Five years ago this month, Swedish pharmaceutical company WntResearch immediately notified shareholders when authors retracted a 2009 Proceedings of the National Academy of Sciences (PNAS) paper on a potential cancer therapy that was key to the company’s business.
At the time, the company’s decision to disclose the retraction hurt its finances, as WntResearch delayed its planned initial public offering for three weeks. It also offered investors and shareholders the opportunity to withdraw their shares of WntResearch stock.
But, aside from one of the paper’s co-authors, “No one did that,” Nils Brünner, WntResearch’s CEO, told us. Since the company’s IPO on December 17, 2010, its stock price has increased from 6.6 Swedish Krona, (0.76 USD) per share to 37.50 SEK, (4.32 USD) as of December 1, 2015.
Instead of damaging the company, Brünner said he believed transparency around the retraction protected it from financial backlash.
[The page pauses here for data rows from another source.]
use std::env;

use crate::parse_flag;

#[derive(Clone, Debug)]
pub struct ServerConfig {
    pub host: String,
    pub port: u16,
    /// Seed sample teachers, classes and students when the store is empty.
    pub seed_sample_data: bool,
    /// Port of the separate Prometheus `/metrics` listener.
    pub metrics_port: u16,
}

impl ServerConfig {
    pub fn from_env() -> Self {
        Self {
            host: env::var("HOST").unwrap_or_else(|_| "0.0.0.0".to_string()),
            port: env::var("PORT")
                .ok()
                .and_then(|s| s.parse().ok())
                .unwrap_or(8001),
            seed_sample_data: env::var("SEED_SAMPLE_DATA")
                .map(|v| parse_flag(&v))
                .unwrap_or(true),
            metrics_port: env::var("METRICS_PORT")
                .ok()
                .and_then(|s| s.parse().ok())
                .unwrap_or(9090),
        }
    }

    pub fn bind_address(&self) -> String {
        format!("{}:{}", self.host, self.port)
    }

    pub fn metrics_address(&self) -> String {
        format!("{}:{}", self.host, self.metrics_port)
    }
}
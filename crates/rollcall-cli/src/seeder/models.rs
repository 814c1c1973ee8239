//! Sample data definitions.

use rollcall_models::{ClassId, Level, Stream, Student, StudentId};

pub const SAMPLE_PASSWORD: &str = "password123";

pub struct TeacherSeed {
    pub username: &'static str,
    pub full_name: &'static str,
    pub email: &'static str,
}

pub struct ClassSeed {
    pub name: &'static str,
    pub level: Level,
    pub stream: Stream,
    /// Username of the owning teacher in [`TEACHERS`].
    pub teacher: &'static str,
}

pub const TEACHERS: &[TeacherSeed] = &[
    TeacherSeed {
        username: "teacher1",
        full_name: "Sarah Johnson",
        email: "teacher1@school.com",
    },
    TeacherSeed {
        username: "teacher2",
        full_name: "Michael Smith",
        email: "teacher2@school.com",
    },
];

pub const CLASSES: &[ClassSeed] = &[
    ClassSeed {
        name: "Mathematics - Common Core",
        level: Level::CommonCore,
        stream: Stream::General,
        teacher: "teacher1",
    },
    ClassSeed {
        name: "Physics - 1st Baccalaureate Science",
        level: Level::FirstBaccalaureate,
        stream: Stream::Science,
        teacher: "teacher1",
    },
    ClassSeed {
        name: "Literature - 2nd Baccalaureate Arts",
        level: Level::SecondBaccalaureate,
        stream: Stream::Arts,
        teacher: "teacher2",
    },
];

pub const STUDENTS_PER_CLASS: usize = 25;

/// `Student {n} {first three characters of the level}`, numbered from 1.
pub fn generate_students(class_id: ClassId, level: Level, count: usize) -> Vec<Student> {
    let suffix: String = level.as_str().chars().take(3).collect();
    (1..=count)
        .map(|n| Student {
            id: StudentId::new(),
            full_name: format!("Student {} {}", n, suffix),
            class_id,
        })
        .collect()
}

#[cfg(test)]
mod tests {
    use super::*;

    #[test]
    fn test_generate_students_names() {
        let class_id = ClassId::new();
        let students = generate_students(class_id, Level::FirstBaccalaureate, 3);

        let names: Vec<&str> = students.iter().map(|s| s.full_name.as_str()).collect();
        assert_eq!(names, ["Student 1 1st", "Student 2 1st", "Student 3 1st"]);
        assert!(students.iter().all(|s| s.class_id == class_id));
    }

    #[test]
    fn test_every_class_has_a_known_teacher() {
        for class in CLASSES {
            assert!(TEACHERS.iter().any(|t| t.username == class.teacher));
        }
    }
}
There’s good evidence that’s true, according to Paul Wolpe, a bioethics professor and Director of Emory University’s Center for Ethics. In the corporate world:
Admission of error followed by remedial action is almost always forgiven.
People tolerate honest mistakes because we’ve all made them, but the public hates a cover-up more than anything, according to Wolpe:
Suspicion is the death knell of a corporate public relations.
But investors in biotech companies won’t stay onboard for ethics alone — they also need sound science. The retracted paper involved WntResearch’s drug Foxy-5, which helps tumors respond to tamoxifen. The science behind Foxy-5 involves mimicking a specific protein, called Wnt-5a, which binds to a receptor on the surface of cells. Substantial scientific literature indicates that the presence of Wnt-5a inhibits cancerous cells from spreading to other place in the body. But the actual Wnt-5a protein is too large to use for therapeutic purposes; Foxy-5, however, binds to the same receptor and is small enough to introduce to patients intravenously in drug form.
Since the PNAS paper was retracted in 2010 after the authors discovered “serious calculation errors” in one of its central figures, lead author Tommy Andersson has published several other articles in scientific journals about the relationship between Wnt-5a and metastasis.
So despite the retraction, the drug may hold promise in cancer. According to Rosa Serra, a researcher who has studied the Wnt signaling pathway at the University of Alabama:
As an overall strategy, I think it’s a good one.
Serra’s caveat is that binding to the receptor could trigger other biological process that scientists don’t yet understand — but, she added, that’s a common concern for new drugs.
WntResearch must suss out those potential side effects during the clinical trials process, which has already begun. On November 6th, the company published results from its phase 1a clinical trials, designed to test the toxicity of Foxy-5 in patients. As per the report:
The results from the study demonstrate that from a toxicological point of view Foxy-5 is a safe and well tolerated drug with no dose limiting toxicities observed at any dose.